ELOLFATO.COM: «¿Cómo recuerda esa campaña?»

Iván Velásquez: Fue inolvidable. Yo había llegado en el 2007 y solo había podido hacer 6 o 7 goles con el equipo. En esa época tuve una oportunidad de ir a Brasil. Fui y miré las instalaciones del equipo, pero no sentía paz ni tranquilidad. Entonces renové con Quindío porque tenía el presentimiento de lo que iba a pasar.

2013: El adiós del baile

‘La Champeta’ terminó su carrera deportiva en Los Caimanes, un equipo peruano de segunda división. Su sueño siempre fue retirarse en el Deportes Tolima, pero nuevamente el destino lo alejó del equipo.

ELOLFATO.COM: ¿Qué le impidió retirarse en el Tolima?

Iván Velásquez: No les importó. No se pudo. Entendí que el equipo tenía otras prioridades. Yo solo pedía seis meses pero me dijeron que no me podían inscribir entre los veinticinco jugadores. Entonces me resigné: el fútbol es vida, pero hay vida después del fútbol.

Iván parece sincero cuando dice que no guarda rencor: «Solo quería vestir nuevamente los colores del equipo. Quería agradecerle a la gente, al fútbol», afirma con un vestigio de pesadumbre.

Ibagué, la ciudad sin mar

«Me quedo porque es una ciudad tranquila. Es una ciudad donde me han acogido. El hecho de que no me pudiera despedir del Tolima no quiere decir que la ciudad no me haya tratado bien. Me gusta Ibagué. La gente me conoce y me respeta. Mi esposa es de aquí. Estoy en el centro del país», expresa ‘la Champeta’. Aunque no deja de añorar a su natal Cartagena, la urbe calurosa que es Ibagué lo atrae.

ELOLFATO.COM: ¿Cómo vive el fútbol fuera de las canchas?

Iván Velásquez: Parece algo muy fácil.

ELOLFATO.COM: ¿Le gustaría dirigir al Deportes Tolima?

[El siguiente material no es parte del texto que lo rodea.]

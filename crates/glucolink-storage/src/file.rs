// SPDX-FileCopyrightText: 2026 Glucolink Contributors
// SPDX-License-Identifier: MIT OR Apache-2.0

//! Directory-backed settings store: one pretty-printed JSON file per group.

use std::io::Write;
use std::path::{Path, PathBuf};

use glucolink_core::{GlucolinkError, SettingsStore};
use tracing::{debug, warn};

/// Stores each settings group as `<dir>/<name>.json`.
///
/// Writes go through a temporary file in the same directory that is then
/// renamed over the target, so a crash mid-write leaves the old file intact.
#[derive(Debug, Clone)]
pub struct JsonFileStore {
    dir: PathBuf,
}

impl JsonFileStore {
    /// Opens (and creates if needed) the settings directory.
    pub fn open(dir: impl Into<PathBuf>) -> Result<Self, GlucolinkError> {
        let dir = dir.into();
        std::fs::create_dir_all(&dir).map_err(GlucolinkError::storage)?;
        debug!(dir = %dir.display(), "settings store opened");
        Ok(Self { dir })
    }

    /// Directory holding the settings files.
    pub fn dir(&self) -> &Path {
        &self.dir
    }

    fn path_for(&self, name: &str) -> Result<PathBuf, GlucolinkError> {
        let valid = !name.is_empty()
            && name
                .chars()
                .all(|c| c.is_ascii_alphanumeric() || c == '-' || c == '_');
        if !valid {
            return Err(GlucolinkError::Config(format!(
                "invalid settings name `{name}`"
            )));
        }
        Ok(self.dir.join(format!("{name}.json")))
    }
}

impl SettingsStore for JsonFileStore {
    fn load_value(&self, name: &str) -> Result<Option<serde_json::Value>, GlucolinkError> {
        let path = self.path_for(name)?;
        let content = match std::fs::read_to_string(&path) {
            Ok(content) => content,
            Err(e) if e.kind() == std::io::ErrorKind::NotFound => return Ok(None),
            Err(e) => return Err(GlucolinkError::storage(e)),
        };
        match serde_json::from_str(&content) {
            Ok(value) => Ok(Some(value)),
            Err(e) => {
                warn!(path = %path.display(), error = %e, "corrupt settings file ignored");
                Ok(None)
            }
        }
    }

    fn save_value(&self, name: &str, value: serde_json::Value) -> Result<(), GlucolinkError> {
        let path = self.path_for(name)?;
        let body = serde_json::to_vec_pretty(&value).map_err(GlucolinkError::storage)?;

        let mut tmp = tempfile::NamedTempFile::new_in(&self.dir).map_err(GlucolinkError::storage)?;
        tmp.write_all(&body).map_err(GlucolinkError::storage)?;
        tmp.as_file().sync_all().map_err(GlucolinkError::storage)?;
        tmp.persist(&path)
            .map_err(|e| GlucolinkError::storage(e.error))?;

        debug!(settings = name, path = %path.display(), "settings saved");
        Ok(())
    }
}

#[cfg(test)]
mod tests {
    use super::*;
    use glucolink_core::SettingsStoreExt;
    use serde::{Deserialize, Serialize};

    #[derive(Debug, PartialEq, Serialize, Deserialize)]
    struct General {
        #[serde(rename = "freshValueCutoff")]
        cutoff: u64,
    }

    #[test]
    fn save_then_reopen() {
        let dir = tempfile::tempdir().unwrap();
        {
            let store = JsonFileStore::open(dir.path()).unwrap();
            store.save("GeneralSettings", &General { cutoff: 120 }).unwrap();
        }
        let store = JsonFileStore::open(dir.path()).unwrap();
        let loaded: General = store.load("GeneralSettings", || General { cutoff: 0 });
        assert_eq!(loaded, General { cutoff: 120 });
        assert!(dir.path().join("GeneralSettings.json").exists());
    }

    #[test]
    fn missing_file_uses_default() {
        let dir = tempfile::tempdir().unwrap();
        let store = JsonFileStore::open(dir.path()).unwrap();
        let loaded: General = store.load("GeneralSettings", || General { cutoff: 300 });
        assert_eq!(loaded.cutoff, 300);
    }

    #[test]
    fn corrupt_file_uses_default() {
        let dir = tempfile::tempdir().unwrap();
        std::fs::write(dir.path().join("GeneralSettings.json"), "{not json").unwrap();
        let store = JsonFileStore::open(dir.path()).unwrap();
        assert!(store.load_value("GeneralSettings").unwrap().is_none());
    }

    #[test]
    fn overwrite_replaces_content() {
        let dir = tempfile::tempdir().unwrap();
        let store = JsonFileStore::open(dir.path()).unwrap();
        store.save("GeneralSettings", &General { cutoff: 1 }).unwrap();
        store.save("GeneralSettings", &General { cutoff: 2 }).unwrap();
        let loaded: General = store.load("GeneralSettings", || General { cutoff: 0 });
        assert_eq!(loaded.cutoff, 2);
    }

    #[test]
    fn rejects_path_like_names() {
        let dir = tempfile::tempdir().unwrap();
        let store = JsonFileStore::open(dir.path()).unwrap();
        assert!(store.save_value("../escape", serde_json::json!({})).is_err());
        assert!(store.load_value("").is_err());
    }
}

Iván Velásquez: Sí. Es mi objetivo, es mi pasión. Lo único que me falta es el conocimiento. Y empezar desde abajo, cargar los cables.

ELOLFATO.COM: Entonces, después de todo, desde afuera no es tan fácil.

Y no lo es. Por eso Velásquez estudia una tecnología en Entrenamiento deportivo en fútbol en una universidad de la ciudad. Hace cursos. Se ejercita. Esta leyenda del Deportes Tolima parece incansable. En la vida que encontró después del fútbol también está el fútbol. Por eso se preocupa por la formación deportiva de nuevos jóvenes apasionados por el deporte.

«Yo le digo a los jóvenes que en el fútbol hay que trabajar mucho. También esforzarse. Respetar. Pero lo más importante es amar el deporte. Un buen deportista debe ser una gran persona», concluye ‘la Champeta’.